Look through the entries below and return all lines including the word "bytes".

----------------

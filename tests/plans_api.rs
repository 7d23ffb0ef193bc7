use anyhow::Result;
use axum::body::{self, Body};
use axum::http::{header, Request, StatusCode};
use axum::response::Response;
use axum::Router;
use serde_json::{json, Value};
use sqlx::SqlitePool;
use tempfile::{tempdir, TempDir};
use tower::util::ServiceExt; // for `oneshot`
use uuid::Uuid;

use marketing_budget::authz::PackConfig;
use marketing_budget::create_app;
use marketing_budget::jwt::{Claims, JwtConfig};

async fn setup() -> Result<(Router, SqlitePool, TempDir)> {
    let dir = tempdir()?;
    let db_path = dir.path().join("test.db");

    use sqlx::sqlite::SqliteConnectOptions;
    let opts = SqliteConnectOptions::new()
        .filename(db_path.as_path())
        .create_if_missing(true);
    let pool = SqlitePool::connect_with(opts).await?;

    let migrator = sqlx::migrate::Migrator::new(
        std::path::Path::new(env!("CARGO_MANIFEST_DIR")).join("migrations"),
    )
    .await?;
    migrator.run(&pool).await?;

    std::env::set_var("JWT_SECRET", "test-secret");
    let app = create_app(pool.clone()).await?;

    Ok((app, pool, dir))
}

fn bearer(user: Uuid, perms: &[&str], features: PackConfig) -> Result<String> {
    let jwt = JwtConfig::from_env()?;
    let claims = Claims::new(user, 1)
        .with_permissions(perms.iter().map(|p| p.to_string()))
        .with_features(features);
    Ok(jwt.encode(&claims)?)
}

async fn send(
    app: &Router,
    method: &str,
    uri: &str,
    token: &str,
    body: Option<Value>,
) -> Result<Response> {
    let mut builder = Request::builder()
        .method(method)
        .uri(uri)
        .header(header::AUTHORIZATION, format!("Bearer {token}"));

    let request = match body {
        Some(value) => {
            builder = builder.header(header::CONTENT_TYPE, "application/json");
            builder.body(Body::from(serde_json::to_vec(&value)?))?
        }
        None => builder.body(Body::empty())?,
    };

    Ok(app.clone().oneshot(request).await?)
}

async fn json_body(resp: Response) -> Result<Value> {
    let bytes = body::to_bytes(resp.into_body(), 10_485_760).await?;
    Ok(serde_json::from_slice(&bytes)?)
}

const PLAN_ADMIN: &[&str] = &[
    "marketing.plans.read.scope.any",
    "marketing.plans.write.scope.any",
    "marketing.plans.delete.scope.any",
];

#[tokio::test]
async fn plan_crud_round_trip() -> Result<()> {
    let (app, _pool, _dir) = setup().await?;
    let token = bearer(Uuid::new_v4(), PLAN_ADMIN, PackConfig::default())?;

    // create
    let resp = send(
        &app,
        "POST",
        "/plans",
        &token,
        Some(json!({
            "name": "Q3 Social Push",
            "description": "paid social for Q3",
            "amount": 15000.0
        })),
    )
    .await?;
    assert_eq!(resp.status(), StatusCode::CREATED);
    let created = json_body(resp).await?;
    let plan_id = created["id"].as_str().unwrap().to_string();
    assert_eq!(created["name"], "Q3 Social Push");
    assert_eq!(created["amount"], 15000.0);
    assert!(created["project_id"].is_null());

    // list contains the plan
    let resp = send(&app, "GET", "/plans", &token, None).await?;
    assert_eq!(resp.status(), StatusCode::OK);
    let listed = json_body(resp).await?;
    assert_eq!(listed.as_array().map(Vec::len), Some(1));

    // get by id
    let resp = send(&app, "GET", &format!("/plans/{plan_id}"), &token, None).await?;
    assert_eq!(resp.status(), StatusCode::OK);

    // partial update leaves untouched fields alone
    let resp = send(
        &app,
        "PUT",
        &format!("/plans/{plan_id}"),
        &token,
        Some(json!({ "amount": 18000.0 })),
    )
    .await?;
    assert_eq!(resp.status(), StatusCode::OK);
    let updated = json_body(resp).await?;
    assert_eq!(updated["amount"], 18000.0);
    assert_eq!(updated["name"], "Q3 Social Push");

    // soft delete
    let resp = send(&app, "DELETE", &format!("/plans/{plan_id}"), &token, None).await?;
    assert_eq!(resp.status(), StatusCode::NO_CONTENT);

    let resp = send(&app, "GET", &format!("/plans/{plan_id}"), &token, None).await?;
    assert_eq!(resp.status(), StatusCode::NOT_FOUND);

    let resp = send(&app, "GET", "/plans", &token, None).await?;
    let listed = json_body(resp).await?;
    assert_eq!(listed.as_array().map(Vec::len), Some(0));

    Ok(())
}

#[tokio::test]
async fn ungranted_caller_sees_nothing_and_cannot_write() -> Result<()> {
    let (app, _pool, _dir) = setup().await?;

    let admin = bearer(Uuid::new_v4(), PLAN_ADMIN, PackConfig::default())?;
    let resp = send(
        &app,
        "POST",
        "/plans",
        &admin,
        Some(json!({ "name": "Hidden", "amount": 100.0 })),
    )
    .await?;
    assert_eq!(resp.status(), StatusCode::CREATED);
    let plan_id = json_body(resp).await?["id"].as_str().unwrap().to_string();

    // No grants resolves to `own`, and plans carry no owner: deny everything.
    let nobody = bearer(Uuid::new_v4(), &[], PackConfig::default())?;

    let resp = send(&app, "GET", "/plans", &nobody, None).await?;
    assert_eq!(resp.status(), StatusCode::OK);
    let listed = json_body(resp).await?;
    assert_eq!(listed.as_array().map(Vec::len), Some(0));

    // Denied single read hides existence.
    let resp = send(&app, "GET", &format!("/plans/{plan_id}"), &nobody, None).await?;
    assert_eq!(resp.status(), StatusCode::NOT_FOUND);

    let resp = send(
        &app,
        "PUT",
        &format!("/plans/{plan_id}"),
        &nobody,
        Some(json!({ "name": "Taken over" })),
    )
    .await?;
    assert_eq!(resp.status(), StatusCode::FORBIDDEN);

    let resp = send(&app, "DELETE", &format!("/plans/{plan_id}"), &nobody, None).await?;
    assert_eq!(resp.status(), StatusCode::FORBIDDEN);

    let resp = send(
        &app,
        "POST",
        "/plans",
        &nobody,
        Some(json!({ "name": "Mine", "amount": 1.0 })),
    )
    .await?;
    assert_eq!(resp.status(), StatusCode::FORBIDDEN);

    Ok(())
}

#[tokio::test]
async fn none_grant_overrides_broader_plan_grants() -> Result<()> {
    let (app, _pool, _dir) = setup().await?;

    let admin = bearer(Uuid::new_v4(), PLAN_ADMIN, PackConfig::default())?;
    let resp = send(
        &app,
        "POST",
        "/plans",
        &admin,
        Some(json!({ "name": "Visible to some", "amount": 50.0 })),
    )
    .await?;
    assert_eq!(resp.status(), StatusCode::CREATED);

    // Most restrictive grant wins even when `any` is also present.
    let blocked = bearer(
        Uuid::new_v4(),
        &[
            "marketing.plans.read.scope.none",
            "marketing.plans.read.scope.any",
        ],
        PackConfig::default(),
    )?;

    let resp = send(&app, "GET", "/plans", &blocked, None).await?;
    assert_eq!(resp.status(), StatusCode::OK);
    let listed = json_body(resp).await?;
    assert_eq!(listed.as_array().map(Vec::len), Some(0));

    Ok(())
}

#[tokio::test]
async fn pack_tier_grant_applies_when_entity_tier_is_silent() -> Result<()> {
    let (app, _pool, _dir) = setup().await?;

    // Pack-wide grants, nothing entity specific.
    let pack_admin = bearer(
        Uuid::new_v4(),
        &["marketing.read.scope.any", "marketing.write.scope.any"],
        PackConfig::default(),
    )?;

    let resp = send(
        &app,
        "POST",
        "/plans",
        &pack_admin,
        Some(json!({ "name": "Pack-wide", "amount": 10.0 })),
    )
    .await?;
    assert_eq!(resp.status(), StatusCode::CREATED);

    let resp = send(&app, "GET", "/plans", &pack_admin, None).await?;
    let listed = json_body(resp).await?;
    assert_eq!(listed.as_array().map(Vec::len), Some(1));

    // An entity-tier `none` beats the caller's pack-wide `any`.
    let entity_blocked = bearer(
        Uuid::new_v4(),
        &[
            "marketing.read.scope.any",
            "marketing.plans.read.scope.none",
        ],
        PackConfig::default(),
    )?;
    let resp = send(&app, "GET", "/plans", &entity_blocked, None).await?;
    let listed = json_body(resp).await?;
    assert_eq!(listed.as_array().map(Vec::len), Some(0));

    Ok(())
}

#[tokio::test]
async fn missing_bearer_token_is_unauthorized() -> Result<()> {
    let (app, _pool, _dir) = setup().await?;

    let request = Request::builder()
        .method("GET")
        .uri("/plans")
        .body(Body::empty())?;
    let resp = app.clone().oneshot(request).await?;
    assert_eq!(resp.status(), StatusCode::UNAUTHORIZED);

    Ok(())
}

----------------

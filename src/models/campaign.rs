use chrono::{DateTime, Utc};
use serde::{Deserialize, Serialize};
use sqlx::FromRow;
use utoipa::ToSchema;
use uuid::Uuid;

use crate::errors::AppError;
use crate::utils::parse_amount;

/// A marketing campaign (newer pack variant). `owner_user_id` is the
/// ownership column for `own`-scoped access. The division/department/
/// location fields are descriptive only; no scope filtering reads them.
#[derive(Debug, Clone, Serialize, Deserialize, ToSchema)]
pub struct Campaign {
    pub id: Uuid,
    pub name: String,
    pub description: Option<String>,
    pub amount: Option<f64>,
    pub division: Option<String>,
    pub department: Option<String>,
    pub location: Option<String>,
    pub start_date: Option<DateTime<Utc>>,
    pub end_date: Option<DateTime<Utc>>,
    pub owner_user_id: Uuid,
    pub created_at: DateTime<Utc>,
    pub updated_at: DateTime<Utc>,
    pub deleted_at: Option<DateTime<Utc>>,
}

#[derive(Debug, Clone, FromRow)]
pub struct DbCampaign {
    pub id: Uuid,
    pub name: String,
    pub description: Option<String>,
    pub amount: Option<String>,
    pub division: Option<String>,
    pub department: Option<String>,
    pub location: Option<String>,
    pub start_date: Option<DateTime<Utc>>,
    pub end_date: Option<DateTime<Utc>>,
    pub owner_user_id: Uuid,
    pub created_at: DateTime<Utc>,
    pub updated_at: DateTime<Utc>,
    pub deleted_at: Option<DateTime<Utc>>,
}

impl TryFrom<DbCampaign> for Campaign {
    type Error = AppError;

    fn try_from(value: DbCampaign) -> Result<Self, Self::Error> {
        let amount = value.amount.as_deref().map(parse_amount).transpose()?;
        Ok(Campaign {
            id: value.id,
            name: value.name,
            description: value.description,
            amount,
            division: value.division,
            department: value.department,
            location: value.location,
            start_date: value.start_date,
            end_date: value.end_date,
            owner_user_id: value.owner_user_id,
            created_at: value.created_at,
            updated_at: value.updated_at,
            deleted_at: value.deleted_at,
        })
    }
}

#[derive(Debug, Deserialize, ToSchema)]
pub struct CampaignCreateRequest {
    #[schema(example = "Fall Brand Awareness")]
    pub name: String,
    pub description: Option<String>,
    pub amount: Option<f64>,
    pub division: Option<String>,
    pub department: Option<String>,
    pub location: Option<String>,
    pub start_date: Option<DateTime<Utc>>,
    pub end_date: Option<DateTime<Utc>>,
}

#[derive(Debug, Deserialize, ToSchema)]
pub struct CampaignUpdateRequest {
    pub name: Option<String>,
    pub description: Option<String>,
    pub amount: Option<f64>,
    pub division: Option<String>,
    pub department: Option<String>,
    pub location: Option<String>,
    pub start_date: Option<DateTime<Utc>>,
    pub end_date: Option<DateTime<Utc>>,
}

----------------

__RESPONSE AREA__
    let bytes = body::to_bytes(resp.into_body(), 10_485_760).await?;
    Ok(serde_json::from_slice(&bytes)?)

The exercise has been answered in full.